League of Legends Mid-Season Invitational Groups Announced


by in League of Legends | Mar, 31st 2021

The League of Legends Mid-Season Invitational has long been considered the halfway point of the LoL esports season. Still, in the past, it has drawn some criticism for being an inconsequential event, aside from international bragging rights and the opportunity for international competition. Riot is now making strides to fix this issue by granting the winning region an extra slot at Worlds, meaning that one more team from their region will get to go to the big show.

Why Does Having an Extra Worlds Slot Matter?


This is a huge deal, as it not only increases the chances that a given region has to win Worlds, it also opens the door for a team that placed third overall to still give it their best shot on the World stage.

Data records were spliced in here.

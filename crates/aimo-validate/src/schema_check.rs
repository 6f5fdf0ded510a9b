//! Fallback schema-structure validation of `evidence_pack_manifest.json`
//! against the Standard's manifest schema (`spec.md` §4.10 step 2a).

use jsonschema::Draft;
use serde_json::Value;

/// Compiles `schema` and validates `document` against it, returning each
/// failure as a display string. Schema-structure warnings are returned
/// alongside content errors — callers that only care about content should
/// filter by message if the external CLI's strictness needs segregating.
pub fn validate_against_schema(schema: &Value, document: &Value) -> Vec<String> {
    let validator = match jsonschema::options().with_draft(Draft::Draft202012).build(schema) {
        Ok(v) => v,
        Err(err) => return vec![format!("invalid manifest schema: {err}")],
    };
    validator.iter_errors(document).map(|err| err.to_string()).collect()
}

#[cfg(test)]
mod tests {
    use super::*;
    use serde_json::json;

    #[test]
    fn valid_document_has_no_errors() {
        let schema = json!({"type": "object", "required": ["run_id"]});
        let document = json!({"run_id": "abc"});
        assert!(validate_against_schema(&schema, &document).is_empty());
    }

    #[test]
    fn missing_required_field_is_reported() {
        let schema = json!({"type": "object", "required": ["run_id"]});
        let document = json!({});
        assert!(!validate_against_schema(&schema, &document).is_empty());
    }
}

Additionally, a Worlds slot will be awarded to the region at the top of the official 2021 power rankings, which also considers performance at MSI. This means that a region could, in theory, earn up to two extra slots at the event.

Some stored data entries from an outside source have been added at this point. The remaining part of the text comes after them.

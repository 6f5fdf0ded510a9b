//! Detector thresholds (`spec.md` §4.5), overridable by configuration.

use std::collections::BTreeSet;

#[derive(Debug, Clone)]
pub struct Thresholds {
    /// Default 1 MiB (1_048_576 bytes). Predicate A.
    pub a_min_bytes: u64,
    /// Write-method HTTP verbs (`spec.md` §4.4): POST/PUT/PATCH/DELETE.
    pub write_methods: BTreeSet<String>,
    /// `app_category` values considered high-risk for predicate B(i).
    pub high_risk_categories: BTreeSet<String>,
    /// Predicate B(ii): write-method event count within a 5-minute window.
    pub burst_threshold: u32,
    /// Predicate B(iii): cumulative bytes_sent within a UTC day, in bytes.
    pub cumulative_threshold_bytes: u64,
    /// Predicate C: coverage-sample rate, default 0.02.
    pub sample_rate: f64,
}

impl Default for Thresholds {
    fn default() -> Self {
        Thresholds {
            a_min_bytes: 1_048_576,
            write_methods: ["POST", "PUT", "PATCH", "DELETE"]
                .into_iter()
                .map(str::to_string)
                .collect(),
            high_risk_categories: ["genai", "ai", "unknown", "uncategorized"]
                .into_iter()
                .map(str::to_string)
                .collect(),
            burst_threshold: 20,
            cumulative_threshold_bytes: 20 * 1024 * 1024,
            sample_rate: 0.02,
        }
    }
}

impl Thresholds {
    #[must_use]
    pub fn is_write_method(&self, method: Option<&str>) -> bool {
        method
            .map(|m| self.write_methods.contains(&m.to_ascii_uppercase()))
            .unwrap_or(false)
    }

    #[must_use]
    pub fn is_high_risk_category(&self, category: Option<&str>) -> bool {
        category
            .map(|c| self.high_risk_categories.contains(&c.to_ascii_lowercase()))
            .unwrap_or(false)
    }

    /// The integer sample threshold used against `hash mod 10000`
    /// (`spec.md` §4.5: `⌊sample_rate · 10000⌋`).
    #[must_use]
    pub fn sample_threshold(&self) -> u64 {
        (self.sample_rate * 10_000.0).floor() as u64
    }
}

In the past, Riot awarded China and Europe extra slots at Worlds due to their past performance. Still, it seems that the Tencent-owned giant wants to make the slot distribution more reflective of current performance rather than just previous trends. This could benefit regions like North America, which have traditionally not performed very well on the World stage but could have a breakout year this year as rising talent has begun to replace old veterans.

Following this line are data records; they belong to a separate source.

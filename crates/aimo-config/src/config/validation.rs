//! Configuration-level validation, run once after layering completes.

use super::model::ThresholdsConfig;
use thiserror::Error;

#[derive(Debug, Error, PartialEq)]
pub enum ConfigValidationError {
    #[error("thresholds.sample_rate must be in [0, 1], got {0}")]
    SampleRateOutOfRange(f64),
    #[error("thresholds.a_min_bytes must be > 0")]
    ZeroAMinBytes,
    #[error("llm.max_batch_size must be > 0")]
    ZeroMaxBatchSize,
    #[error("llm.concurrency must be > 0")]
    ZeroConcurrency,
}

pub fn validate_thresholds(thresholds: &ThresholdsConfig) -> Result<(), ConfigValidationError> {
    if !(0.0..=1.0).contains(&thresholds.sample_rate) {
        return Err(ConfigValidationError::SampleRateOutOfRange(thresholds.sample_rate));
    }
    if thresholds.a_min_bytes == 0 {
        return Err(ConfigValidationError::ZeroAMinBytes);
    }
    Ok(())
}

pub fn validate_llm(llm: &super::model::LlmConfig) -> Result<(), ConfigValidationError> {
    if llm.max_batch_size == 0 {
        return Err(ConfigValidationError::ZeroMaxBatchSize);
    }
    if llm.concurrency == 0 {
        return Err(ConfigValidationError::ZeroConcurrency);
    }
    Ok(())
}

#[cfg(test)]
mod tests {
    use super::*;
    use crate::config::model::{LlmConfig, ThresholdsConfig};

    #[test]
    fn rejects_out_of_range_sample_rate() {
        let thresholds = ThresholdsConfig {
            sample_rate: 1.5,
            ..ThresholdsConfig::default()
        };
        assert_eq!(
            validate_thresholds(&thresholds),
            Err(ConfigValidationError::SampleRateOutOfRange(1.5))
        );
    }

    #[test]
    fn accepts_default_thresholds() {
        assert!(validate_thresholds(&ThresholdsConfig::default()).is_ok());
    }

    #[test]
    fn rejects_zero_concurrency() {
        let llm = LlmConfig {
            concurrency: 0,
            ..LlmConfig::default()
        };
        assert_eq!(validate_llm(&llm), Err(ConfigValidationError::ZeroConcurrency));
    }
}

Worlds 2021 will again occur in China this year, with a touring show ending up in Shanghai. Worlds was set to return to North America this year, but due to the coronavirus pandemic, China was awarded the chance to host their originally planned event.

Mid-Season Invitational Group Draw Complete and Ready for Results


As part of the announcement, Riot also revealed how League of Legends MSI groups would be structured and the draw for different regions and compete based on how they finish locally.

The different regions were separated into tiers, as follows:

1 – China (LPL), Europe (LEC), Korea (LCK)
2 – North America (LCS), Vietnam (VCS), Southeast Asia (PCS)
3 – Turkey (TCL), CIS (LCL), LATAM (LLA)
4 – Japan (LJL), Brazil (CBLOL), Oceania (LCO)

There would be one team from each of the tiers in Group A, Group B, and Group C. The results of the draw were as follows, as selected randomly. As there will be no play in tournament this time around, every team is on an equal playing field.

Group A: LPL, VCS, LCL, LCO
Group B: LEC, PCS, TCL, CBLOL
Group C: LCK, LCS, LLA, LJL

The qualifying teams will be the winners of the Spring Split from each region. As the playoffs currently run in various regions, we can’t be sure which teams will be playing at MSI. But with much more on the line than usual, this could solve the old problem with League of Legends esports of the Spring Split being largely irrelevant to organizations and especially to pro players.

The Mid-Season Invitational will run from May 6-22 in Iceland and held offline, one of the first major esports events to do so in the wake of the coronavirus pandemic. Riot also similarly ran Worlds last year and won’t host a live audience. Players will quarantine upon arrival in Iceland. They will play their matches live at the Laugardalshöll, an indoor sporting arena, where the historic “match of the century” 1972 World Chess Championship was held.